Ketika kita merasa bahwa berbuat baik adalah “kewajiban” yang menggerus waktu atau sumber daya pribadi, kita lupa bahwa kebaikan sejati sebenarnya memperkaya jiwa.
Studi psikologi menunjukkan bahwa tindakan altruistik meningkatkan kepuasan hidup dan mengurangi stres, tetapi efek ini hanya terjadi ketika kebaikan dilakukan tanpa pamrih.
Jika motivasinya sekadar mencari pujian atau menghindari rasa bersalah, kita justru kehilangan makna mendalam dari hubungan sosial.
Kebaikan yang dipaksakan hanya akan menciptakan jarak, bukan kedekatan, karena yang terasa adalah beban, bukan keterhubungan.
Oleh karena itu dasar kebaikan dalam Islam adalah iman kepada Allah, kepada hari akhir, malaikat-Nya, kitab suci, dan Nabi-Nabi. Kemudian mau peduli dengan memberikan harta kepada kerabata, anak yatim, orang miskin, musafir, peminta-minta, memerdekakan hamba sahaya.
Lalu mau mendirikan shalat, menunaikan zakat, menepati janji apabila berjanji. Sanggup bersabar dalam kemelaratan, penderitaan dan pada masa peperangan (Lihat QS. 2: 177).
Memahami Hakikat Kebaikan
Ketiga, memahami hakikat kebaikan. Berarti menyadari bahwa ia bukanlah tentang “memberi” dalam arti fisik, melainkan tentang “membangun” ruang bersama yang lebih manusiawi. Lebih dalam adalah tentang mengikuti kehendak Tuhan, Allah SWT.

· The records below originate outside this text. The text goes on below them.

//! Best-effort delivery of one event to many connections.

use super::events::ServerEvent;
use super::session::ConnectionHandle;

/// Outcome of a fan-out. Failures are informational only.
#[derive(Debug, Default, Clone, PartialEq, Eq)]
pub struct FanoutReport {
    pub delivered: usize,
    /// Connection ids whose queue was already closed.
    pub failed: Vec<String>,
}

/// Deliver `event` to every handle. A closed handle never stops delivery to
/// the rest.
pub fn fan_out<'a>(
    targets: impl IntoIterator<Item = &'a ConnectionHandle>,
    event: &ServerEvent,
) -> FanoutReport {
    let mut report = FanoutReport::default();
    for handle in targets {
        match handle.send(event.clone()) {
            Ok(()) => report.delivered += 1,
            Err(err) => {
                tracing::debug!(%err, event = event.name(), "fan-out delivery failed");
                report.failed.push(err.connection_id);
            }
        }
    }
    report
}

#[cfg(test)]
mod tests {
    use super::*;

    #[test]
    fn closed_handle_does_not_block_others() {
        let (a, mut rx_a) = ConnectionHandle::open();
        let (b, rx_b) = ConnectionHandle::open();
        let (c, mut rx_c) = ConnectionHandle::open();
        drop(rx_b);

        let event = ServerEvent::notification("hi");
        let report = fan_out([&a, &b, &c], &event);

        assert_eq!(report.delivered, 2);
        assert_eq!(report.failed, vec![b.id().to_string()]);
        assert_eq!(rx_a.try_recv().unwrap(), event);
        assert_eq!(rx_c.try_recv().unwrap(), event);
    }
}
use axum::routing::get;
use axum::{Json, Router};
use serde::Serialize;
use utoipa::ToSchema;

use crate::AppState;

pub fn router() -> Router<AppState> {
    Router::new().route("/health", get(health))
}

#[derive(Debug, Serialize, ToSchema)]
pub struct HealthResponse {
    pub status: String,
}

#[utoipa::path(
    get,
    path = "/health",
    tag = "Health",
    responses(
        (status = 200, description = "Service is up", body = HealthResponse),
    ),
)]
pub async fn health() -> Json<HealthResponse> {
    Json(HealthResponse {
        status: "ok".to_string(),
    })
}
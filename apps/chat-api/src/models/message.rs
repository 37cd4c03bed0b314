use chrono::{DateTime, Utc};
use diesel::prelude::*;
use serde::Serialize;
use utoipa::ToSchema;

use super::conversation::ConversationPair;
use super::serialize_i64_as_string;
use super::user::Identity;
use crate::db::schema::{direct_messages, room_messages};

/// A message between two users. Immutable apart from `read`, which is
/// flipped in bulk when the recipient opens or marks the conversation.
#[derive(Debug, Clone, PartialEq, Queryable, Selectable, Insertable, Serialize, ToSchema)]
#[diesel(table_name = direct_messages)]
pub struct DirectMessage {
    #[serde(serialize_with = "serialize_i64_as_string")]
    #[schema(value_type = String)]
    pub id: i64,
    pub sender_id: String,
    pub sender_username: String,
    pub recipient_id: String,
    pub recipient_username: String,
    pub body: String,
    pub sent_at: DateTime<Utc>,
    pub read: bool,
}

impl DirectMessage {
    /// A new, unread message.
    pub fn new(id: i64, sender: &Identity, recipient: &Identity, body: &str, sent_at: DateTime<Utc>) -> Self {
        Self {
            id,
            sender_id: sender.id.clone(),
            sender_username: sender.username.clone(),
            recipient_id: recipient.id.clone(),
            recipient_username: recipient.username.clone(),
            body: body.to_string(),
            sent_at,
            read: false,
        }
    }

    pub fn pair(&self) -> ConversationPair {
        ConversationPair::new(&self.sender_id, &self.recipient_id)
    }

    pub fn is_addressed_to(&self, user_id: &str) -> bool {
        self.recipient_id == user_id
    }
}

/// A message broadcast to a room. Rooms carry no read state.
#[derive(Debug, Clone, PartialEq, Queryable, Selectable, Insertable, Serialize, ToSchema)]
#[diesel(table_name = room_messages)]
pub struct RoomMessage {
    #[serde(serialize_with = "serialize_i64_as_string")]
    #[schema(value_type = String)]
    pub id: i64,
    pub room: String,
    pub sender_id: String,
    pub sender_username: String,
    pub body: String,
    pub sent_at: DateTime<Utc>,
}

impl RoomMessage {
    pub fn new(id: i64, sender: &Identity, room: &str, body: &str, sent_at: DateTime<Utc>) -> Self {
        Self {
            id,
            room: room.to_string(),
            sender_id: sender.id.clone(),
            sender_username: sender.username.clone(),
            body: body.to_string(),
            sent_at,
        }
    }
}

/// Ordering key for display: timestamp, ties broken by insertion order
/// (snowflake ids increase with insertion).
pub fn chronological<T>(messages: &mut [T], key: impl Fn(&T) -> (DateTime<Utc>, i64)) {
    messages.sort_by_key(key);
}
use std::net::SocketAddr;
use std::path::Path;
use std::sync::Arc;

use axum::Router;
use tower_http::cors::{Any, CorsLayer};
use tower_http::trace::TraceLayer;
use tracing_subscriber::{layer::SubscriberExt, util::SubscriberInitExt};

use chat_api::auth::{IdentityGate, JwtVerifier};
use chat_api::config::Config;
use chat_api::db::directory::PgDirectory;
use chat_api::db::pg::PgStore;
use chat_api::gateway::{ChatGateway, GatewaySettings};
use chat_api::AppState;

#[tokio::main]
async fn main() {
    // Load .env file (silently skip if missing; env vars may be set externally)
    if dotenvy::dotenv().is_err() {
        let env_path = Path::new(env!("CARGO_MANIFEST_DIR")).join(".env");
        let _ = dotenvy::from_path(env_path);
    }

    tracing_subscriber::registry()
        .with(tracing_subscriber::EnvFilter::from_default_env())
        .with(tracing_subscriber::fmt::layer())
        .init();

    let config = Config::from_env();
    let port = config.port;

    // Connect to PostgreSQL.
    let db = chat_api::db::pool::connect(&config.database_url, 16).await;

    let store = Arc::new(PgStore::new(db.clone()));
    let directory = Arc::new(PgDirectory::new(db));
    let gate = IdentityGate::new(Arc::new(JwtVerifier::new(config.jwt_secret.as_bytes())));
    let gateway = ChatGateway::new(store, directory.clone(), GatewaySettings::from(&config));

    tracing::info!(worker_id = config.worker_id, "chat-api configured");

    let state = AppState {
        config: Arc::new(config),
        gate,
        directory,
        gateway: Arc::new(gateway),
    };

    let cors = CorsLayer::new()
        .allow_origin(Any)
        .allow_methods(Any)
        .allow_headers(Any);

    let app = Router::new()
        .merge(chat_api::routes::router())
        .layer(cors)
        .layer(TraceLayer::new_for_http())
        .with_state(state);

    let addr = SocketAddr::from(([0, 0, 0, 0], port));
    tracing::info!(%addr, "chat-api listening");

    let listener = tokio::net::TcpListener::bind(addr)
        .await
        .expect("failed to bind");
    axum::serve(listener, app).await.expect("server error");
}
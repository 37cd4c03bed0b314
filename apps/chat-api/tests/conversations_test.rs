mod common;

use axum::http::header::AUTHORIZATION;
use axum::http::StatusCode;
use axum_test::TestServer;
use serde_json::Value;

use chat_api::models::user::Identity;

fn bearer(identity: &Identity) -> String {
    format!("Bearer {}", common::mint_token(identity))
}

// ---------------------------------------------------------------------------
// GET /health
// ---------------------------------------------------------------------------

#[tokio::test]
async fn health_is_public() {
    let (app, _state, _) = common::test_app(&[]);
    let server = TestServer::new(app).unwrap();

    let resp = server.get("/health").await;
    resp.assert_status_ok();
    assert_eq!(resp.json::<Value>()["status"], "ok");
}

// ---------------------------------------------------------------------------
// GET /api/v1/conversations
// ---------------------------------------------------------------------------

#[tokio::test]
async fn conversations_require_auth() {
    let (app, _state, _) = common::test_app(&common::everyone());
    let server = TestServer::new(app).unwrap();

    let resp = server.get("/api/v1/conversations").await;
    resp.assert_status(StatusCode::UNAUTHORIZED);
    assert_eq!(resp.json::<Value>()["error"]["code"], "UNAUTHORIZED");

    let resp = server
        .get("/api/v1/conversations")
        .add_header(AUTHORIZATION, "Bearer not-a-jwt")
        .await;
    resp.assert_status(StatusCode::UNAUTHORIZED);
}

#[tokio::test]
async fn conversations_are_listed_newest_first() {
    let (app, state, _) = common::test_app(&common::everyone());
    let server = TestServer::new(app).unwrap();
    let direct = &state.gateway.direct;

    direct.send(&common::bob(), "alice", "from bob").await.unwrap();
    tokio::time::sleep(std::time::Duration::from_millis(5)).await;
    direct.send(&common::carol(), "alice", "from carol").await.unwrap();
    direct.send(&common::carol(), "alice", "again").await.unwrap();

    let resp = server
        .get("/api/v1/conversations")
        .add_header(AUTHORIZATION, bearer(&common::alice()))
        .await;
    resp.assert_status_ok();

    let body: Value = resp.json();
    let conversations = body["conversations"].as_array().unwrap();
    assert_eq!(conversations.len(), 2);
    assert_eq!(conversations[0]["with"], "carol");
    assert_eq!(conversations[0]["with_user_id"], "usr_carol");
    assert_eq!(conversations[0]["last_message"], "again");
    assert_eq!(conversations[0]["unread_count"], 2);
    assert_eq!(conversations[1]["with"], "bob");
    assert_eq!(conversations[1]["unread_count"], 1);
}

// ---------------------------------------------------------------------------
// GET /api/v1/unread, PUT /api/v1/conversations/:username/read
// ---------------------------------------------------------------------------

#[tokio::test]
async fn mark_read_clears_unread_total() {
    let (app, state, backends) = common::test_app(&common::everyone());
    let server = TestServer::new(app).unwrap();
    let direct = &state.gateway.direct;

    direct.send(&common::bob(), "alice", "one").await.unwrap();
    direct.send(&common::bob(), "alice", "two").await.unwrap();
    direct.send(&common::carol(), "alice", "three").await.unwrap();

    let resp = server
        .get("/api/v1/unread")
        .add_header(AUTHORIZATION, bearer(&common::alice()))
        .await;
    resp.assert_status_ok();
    assert_eq!(resp.json::<Value>()["unread_count"], 3);

    let resp = server
        .put("/api/v1/conversations/bob/read")
        .add_header(AUTHORIZATION, bearer(&common::alice()))
        .await;
    resp.assert_status_ok();
    assert_eq!(resp.json::<Value>()["marked"], 2);

    let resp = server
        .get("/api/v1/unread")
        .add_header(AUTHORIZATION, bearer(&common::alice()))
        .await;
    assert_eq!(resp.json::<Value>()["unread_count"], 1);

    assert!(backends
        .store
        .direct_messages()
        .iter()
        .filter(|m| m.sender_id == "usr_bob")
        .all(|m| m.read));
}

#[tokio::test]
async fn mark_read_for_unknown_user_is_not_found() {
    let (app, _state, _) = common::test_app(&common::everyone());
    let server = TestServer::new(app).unwrap();

    let resp = server
        .put("/api/v1/conversations/ghost/read")
        .add_header(AUTHORIZATION, bearer(&common::alice()))
        .await;
    resp.assert_status(StatusCode::NOT_FOUND);
    assert_eq!(resp.json::<Value>()["error"]["code"], "NOT_FOUND");
}

// ---------------------------------------------------------------------------
// GET /api/v1/users/search
// ---------------------------------------------------------------------------

#[tokio::test]
async fn search_excludes_caller() {
    let users = [
        common::alice(),
        common::bob(),
        Identity::new("usr_alina", "alina"),
    ];
    let (app, _state, _) = common::test_app(&users);
    let server = TestServer::new(app).unwrap();

    let resp = server
        .get("/api/v1/users/search")
        .add_query_param("q", "AL")
        .add_header(AUTHORIZATION, bearer(&common::alice()))
        .await;
    resp.assert_status_ok();

    let body: Value = resp.json();
    let names: Vec<_> = body["users"]
        .as_array()
        .unwrap()
        .iter()
        .map(|u| u["username"].as_str().unwrap())
        .collect();
    assert_eq!(names, ["alina"]);
}

#[tokio::test]
async fn search_requires_query() {
    let (app, _state, _) = common::test_app(&common::everyone());
    let server = TestServer::new(app).unwrap();

    let resp = server
        .get("/api/v1/users/search")
        .add_query_param("q", "  ")
        .add_header(AUTHORIZATION, bearer(&common::alice()))
        .await;
    resp.assert_status(StatusCode::BAD_REQUEST);

    let body: Value = resp.json();
    assert_eq!(body["error"]["code"], "VALIDATION_ERROR");
    assert_eq!(body["error"]["details"][0]["field"], "q");
}
use diesel::prelude::*;
use serde::{Deserialize, Serialize};
use utoipa::ToSchema;

use crate::db::schema::users;

/// A validated user reference: stable id plus display handle.
///
/// Owned by the external identity store; the messaging core never mutates it.
#[derive(Debug, Clone, PartialEq, Eq, Hash, Serialize, Deserialize, Queryable, Selectable, ToSchema)]
#[diesel(table_name = users)]
pub struct Identity {
    pub id: String,
    pub username: String,
}

impl Identity {
    pub fn new(id: impl Into<String>, username: impl Into<String>) -> Self {
        Self {
            id: id.into(),
            username: username.into(),
        }
    }
}
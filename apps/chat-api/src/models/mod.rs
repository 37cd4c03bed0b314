pub mod conversation;
pub mod message;
pub mod user;

/// Snowflake ids exceed the integer precision of JavaScript clients, so they
/// go over the wire as strings.
pub(crate) fn serialize_i64_as_string<S: serde::Serializer>(val: &i64, s: S) -> Result<S::Ok, S::Error> {
    s.serialize_str(&val.to_string())
}
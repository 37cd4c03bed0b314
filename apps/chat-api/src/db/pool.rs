use diesel_async::pooled_connection::deadpool::Pool;
use diesel_async::pooled_connection::AsyncDieselConnectionManager;
use diesel_async::AsyncPgConnection;

pub type DbPool = Pool<AsyncPgConnection>;

/// Create a Diesel async connection pool.
pub async fn connect(database_url: &str, max_size: usize) -> DbPool {
    let manager = AsyncDieselConnectionManager::<AsyncPgConnection>::new(database_url);
    let pool = Pool::builder(manager)
        .max_size(max_size)
        .build()
        .expect("failed to build connection pool");

    tracing::info!(max_size, "database pool created");

    pool
}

Ketika kita ogah berbuat baik, mungkin karena kita belum melihat bahwa setiap tindakan kecil—seperti mendengarkan tanpa menghakimi, tersenyum kepada orang asing, atau sekadar bersabar dalam situasi sulit—adalah bentuk pengakuan terhadap nilai kemanusiaan orang lain.
Kebaikan sejati tidak membedakan antara penerima dan pemberi; ia menghapus hierarki, lalu mengajarkan bahwa kita semua saling membutuhkan dalam perjalanan hidup.
Dengan demikian, mari kita bersegera merenungkan kembali: seberapa jauh kita telah memahami arti menjadi manusia bagi manusia lainnya?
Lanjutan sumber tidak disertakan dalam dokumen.